WILSON: If he insists on a tape recording of his own, it seems to me that we have to postpone the hearing.

SHEPPARD: There's a precedent for it. A tape recorder was used at a previous hearing.

HAUSLER: Yes, the idea there was...

WILSON: They did something that was not authorized by the full Committee without repudiating it but at the same time in exchange for the privilege, the person who used it signed a statement indicating that he would not make it public. It was for his own information. He did not make it public. So that's not really a precedent in this case.

HAUSLER: It seems that as far as the facts, that there will be a tape for appeal of fact.

SHEPPARD: Yea, but the appeal is to the same group that held the original trial.

HAUSLER: That's a different question. That's a different question. But as far as determination of what the hearing is much more informal.
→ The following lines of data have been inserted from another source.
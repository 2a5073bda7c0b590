use std::io::{self, BufRead, IsTerminal, Read, Write};
use std::path::PathBuf;
use std::process::ExitCode;

use clap::{ArgGroup, Parser};
use handscript::{Config, Error, StylePreset, TextSource};

#[derive(Parser, Debug)]
#[command(
    name = "handscript",
    version,
    about = "Render text as an A5 landscape handwriting page"
)]
#[command(group(
    ArgGroup::new("source")
        .args(["text", "file", "interactive", "prompt"])
        .multiple(false)
))]
struct Cli {
    /// Text to render
    #[arg(short = 't', long = "text")]
    text: Option<String>,

    /// Read the text from a UTF-8 file
    #[arg(short = 'f', long = "file")]
    file: Option<PathBuf>,

    /// Output image (png, jpg, bmp, gif, tiff, webp). Defaults to
    /// <output_dir>/handwritten_<timestamp>.png
    #[arg(short = 'o', long = "output")]
    output: Option<PathBuf>,

    /// Font file (ttf/otf/ttc)
    #[arg(short = 'F', long = "font")]
    font: Option<PathBuf>,

    /// Style preset (default, compact, neat, casual)
    #[arg(short = 's', long = "style", default_value = "default")]
    style: String,

    /// Type the text line by line, then pick a style
    #[arg(short = 'i', long = "interactive")]
    interactive: bool,

    /// Generate the text with the local model from this prompt
    #[arg(short = 'p', long = "prompt")]
    prompt: Option<String>,

    /// Model for --prompt (defaults to [ai] model, then the first installed)
    #[arg(short = 'm', long = "model")]
    model: Option<String>,

    /// Show style presets and exit
    #[arg(long = "show-styles")]
    show_styles: bool,

    /// Show models installed on the local model server and exit
    #[arg(long = "show-models")]
    show_models: bool,

    /// Read extra settings from a local TOML file
    #[arg(short = 'r', long = "read-settings")]
    read_settings: Option<String>,

    /// Seed for the handwriting jitter, for reproducible pages
    #[arg(long = "seed")]
    seed: Option<u64>,

    /// Enable verbose logging
    #[arg(long = "verbose")]
    verbose: bool,
}

impl Cli {
    fn into_config(self) -> Config {
        Config {
            text: self.text,
            file: self.file,
            prompt: self.prompt,
            interactive: self.interactive,
            output: self.output,
            font: self.font,
            style: self.style,
            model: self.model,
            settings_path: self.read_settings,
            seed: self.seed,
            show_styles: self.show_styles,
            show_models: self.show_models,
        }
    }
}

#[tokio::main]
async fn main() -> ExitCode {
    let cli = Cli::parse();
    if let Err(err) = handscript::logging::init(cli.verbose) {
        eprintln!("warning: failed to initialise logging: {:#}", err);
    }
    match run(cli.into_config()).await {
        Ok(output) => {
            println!("{}", output);
            ExitCode::SUCCESS
        }
        Err(err) => {
            eprintln!("error: {}", err);
            ExitCode::from(err.exit_code())
        }
    }
}

async fn run(mut config: Config) -> handscript::Result<String> {
    config.style()?;
    let listing = config.show_styles || config.show_models;
    let input = if listing {
        None
    } else {
        match config.text_source()? {
            TextSource::Interactive => Some(run_interactive(&mut config)?),
            TextSource::Stdin if io::stdin().is_terminal() => {
                config.interactive = true;
                Some(run_interactive(&mut config)?)
            }
            TextSource::Stdin => Some(read_stdin()?),
            _ => None,
        }
    };
    handscript::run(config, input).await
}

fn read_stdin() -> handscript::Result<String> {
    let mut buffer = String::new();
    io::stdin()
        .read_to_string(&mut buffer)
        .map_err(stdin_error)?;
    Ok(buffer)
}

fn run_interactive(config: &mut Config) -> handscript::Result<String> {
    println!("Enter the text to render. Finish with an empty line.");
    let stdin = io::stdin();
    let mut stdin_lock = stdin.lock();
    let mut lines = Vec::new();
    let mut line = String::new();
    loop {
        line.clear();
        if stdin_lock.read_line(&mut line).map_err(stdin_error)? == 0 {
            break;
        }
        let trimmed = line.trim_end_matches(['\r', '\n']);
        if trimmed.is_empty() {
            break;
        }
        lines.push(trimmed.to_string());
    }

    println!("Styles:");
    for preset in StylePreset::ALL {
        println!("  {:<8} {}", preset.as_str(), preset.description());
    }
    print!("Style [{}]: ", config.style()?);
    io::stdout().flush().map_err(stdin_error)?;
    line.clear();
    stdin_lock.read_line(&mut line).map_err(stdin_error)?;
    let answer = line.trim();
    if !answer.is_empty() {
        let preset: StylePreset = answer.parse()?;
        config.style = preset.as_str().to_string();
    }

    Ok(lines.join("\n"))
}

fn stdin_error(source: io::Error) -> Error {
    Error::ReadInput {
        path: PathBuf::from("<stdin>"),
        source,
    }
}
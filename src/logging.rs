use anyhow::Result;
use tracing_subscriber::{EnvFilter, fmt};

pub fn init(verbose: bool) -> Result<()> {
    if !verbose {
        return Ok(());
    }
    let filter = EnvFilter::try_from_default_env()
        .unwrap_or_else(|_| EnvFilter::new("handscript=debug,info"));
    let _ = fmt()
        .with_env_filter(filter)
        .with_writer(std::io::stderr)
        .with_target(false)
        .with_level(true)
        .with_thread_ids(false)
        .with_thread_names(false)
        .try_init();
    Ok(())
}
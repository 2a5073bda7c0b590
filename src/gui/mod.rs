//! Desktop front end: a handwriting form with preview and an assistant panel
//! that streams text from the local model server.

mod app;

use eframe::NativeOptions;

pub use app::HandscriptApp;

pub fn run() -> eframe::Result<()> {
    let options = NativeOptions {
        viewport: egui::ViewportBuilder::default()
            .with_inner_size([1100.0, 760.0])
            .with_title("handscript"),
        ..Default::default()
    };

    eframe::run_native(
        "handscript",
        options,
        Box::new(|cc| Ok(Box::new(HandscriptApp::new(cc)?))),
    )
}
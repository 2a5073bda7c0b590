use rand::SeedableRng;
use rand::rngs::StdRng;
use std::fs;
use std::path::{Path, PathBuf};
use tracing::{debug, warn};

use crate::error::{Error, Result};
use crate::settings::Settings;
use crate::styles::StylePreset;

pub mod font;
pub mod layout;
pub mod page;

pub use font::{ResolvedFont, resolve_font};
pub use layout::{PageLayout, PlacedGlyph, layout_page};

/// A5 landscape (210 x 148 mm) at 300 DPI.
pub const PAGE_WIDTH: u32 = 2480;
pub const PAGE_HEIGHT: u32 = 1748;
pub const PAGE_DPI: u32 = 300;

#[derive(Debug, Clone)]
pub struct RenderRequest {
    pub text: String,
    pub font: Option<PathBuf>,
    pub style: StylePreset,
    pub output: PathBuf,
    pub seed: Option<u64>,
}

impl RenderRequest {
    pub fn new(text: impl Into<String>, style: StylePreset, output: impl Into<PathBuf>) -> Self {
        Self {
            text: text.into(),
            font: None,
            style,
            output: output.into(),
            seed: None,
        }
    }

    pub fn with_font(mut self, font: Option<PathBuf>) -> Self {
        self.font = font;
        self
    }

    pub fn with_seed(mut self, seed: Option<u64>) -> Self {
        self.seed = seed;
        self
    }
}

#[derive(Debug, Clone)]
pub struct RenderSettings {
    pub ink_color: String,
    pub paper_color: String,
    pub default_font: Option<PathBuf>,
    pub seed: Option<u64>,
}

impl Default for RenderSettings {
    fn default() -> Self {
        Self::from(&Settings::default())
    }
}

impl From<&Settings> for RenderSettings {
    fn from(settings: &Settings) -> Self {
        Self {
            ink_color: settings.ink_color.clone(),
            paper_color: settings.paper_color.clone(),
            default_font: settings.font_path(),
            seed: settings.seed,
        }
    }
}

pub struct RenderedImage {
    pub image: image::RgbaImage,
    pub path: PathBuf,
    pub overflow_chars: usize,
}

impl RenderedImage {
    pub fn dimensions(&self) -> (u32, u32) {
        self.image.dimensions()
    }
}

/// Nothing is written unless every earlier step succeeded.
pub fn render(request: &RenderRequest, settings: &RenderSettings) -> Result<RenderedImage> {
    let text = clean_text(&request.text);
    if text.trim().is_empty() {
        return Err(Error::MissingText);
    }
    let format = output_format(&request.output)?;

    let (image, overflow_chars) = render_page(&text, request, settings)?;
    let bytes =
        page::encode_image(&image, format).map_err(|err| Error::Encode(format!("{:#}", err)))?;
    fs::write(&request.output, bytes).map_err(|source| Error::Write {
        path: request.output.clone(),
        source,
    })?;
    debug!("wrote {}", request.output.display());

    Ok(RenderedImage {
        image,
        path: request.output.clone(),
        overflow_chars,
    })
}

fn render_page(
    text: &str,
    request: &RenderRequest,
    settings: &RenderSettings,
) -> Result<(image::RgbaImage, usize)> {
    let font_path = request.font.as_deref().or(settings.default_font.as_deref());
    let font = resolve_font(font_path)?;

    let mut rng = match request.seed.or(settings.seed) {
        Some(seed) => StdRng::seed_from_u64(seed),
        None => StdRng::from_entropy(),
    };
    let params = request.style.params();
    let layout = layout_page(
        text.trim_end(),
        &params,
        &font.measure(),
        PAGE_WIDTH as f32,
        PAGE_HEIGHT as f32,
        &mut rng,
    );
    debug!(
        "laid out {} glyphs on {} lines (style {})",
        layout.glyphs.len(),
        layout.lines,
        request.style
    );
    if layout.overflow_chars > 0 {
        warn!(
            "{} characters did not fit on the page and were dropped",
            layout.overflow_chars
        );
    }

    let style = page::PageStyle {
        family: &font.family,
        ink_color: &settings.ink_color,
        paper_color: &settings.paper_color,
    };
    let svg = page::page_svg(&layout, PAGE_WIDTH, PAGE_HEIGHT, &style);
    let image = page::rasterize_svg(&svg, font.db.clone(), &font.family)
        .map_err(|err| Error::Encode(format!("{:#}", err)))?;
    Ok((image, layout.overflow_chars))
}

fn output_format(path: &Path) -> Result<image::ImageFormat> {
    path.extension()
        .and_then(|ext| ext.to_str())
        .and_then(page::image_format_from_extension)
        .ok_or_else(|| Error::UnsupportedFormat {
            path: path.to_path_buf(),
        })
}

pub fn clean_text(text: &str) -> String {
    let normalized = text.replace("\r\n", "\n").replace('\r', "\n");
    let mut out = String::with_capacity(normalized.len());
    for ch in normalized.chars() {
        match ch {
            '\n' => out.push('\n'),
            '\t' => out.push_str("    "),
            ch if ch.is_control() => {}
            ch => out.push(ch),
        }
    }
    out
}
It's more in the nature of a discussion, but if it comes to a question of what anyone said, it'll be on the tape, and that seems that that can be a resort, but as far as your own tape recorder and your own insistence on publishing a transcript, if that goes against what you want...

SHEPPARD: The reason I think it's important for me to have that available is that if I don't receive a fair hearing I think the only recourse I have is to convince other people that I haven't received a fair hearing so that they would support me on that. I think that if I didn't receive a fair hearing from the Committee I don't think it would be very likely that at my appeal I would receive a fair hearing. I don't have any real reason to expect to receive a fair hearing.

WILSON: The Committee has often reversed the decision of hearings. I can assure you of that.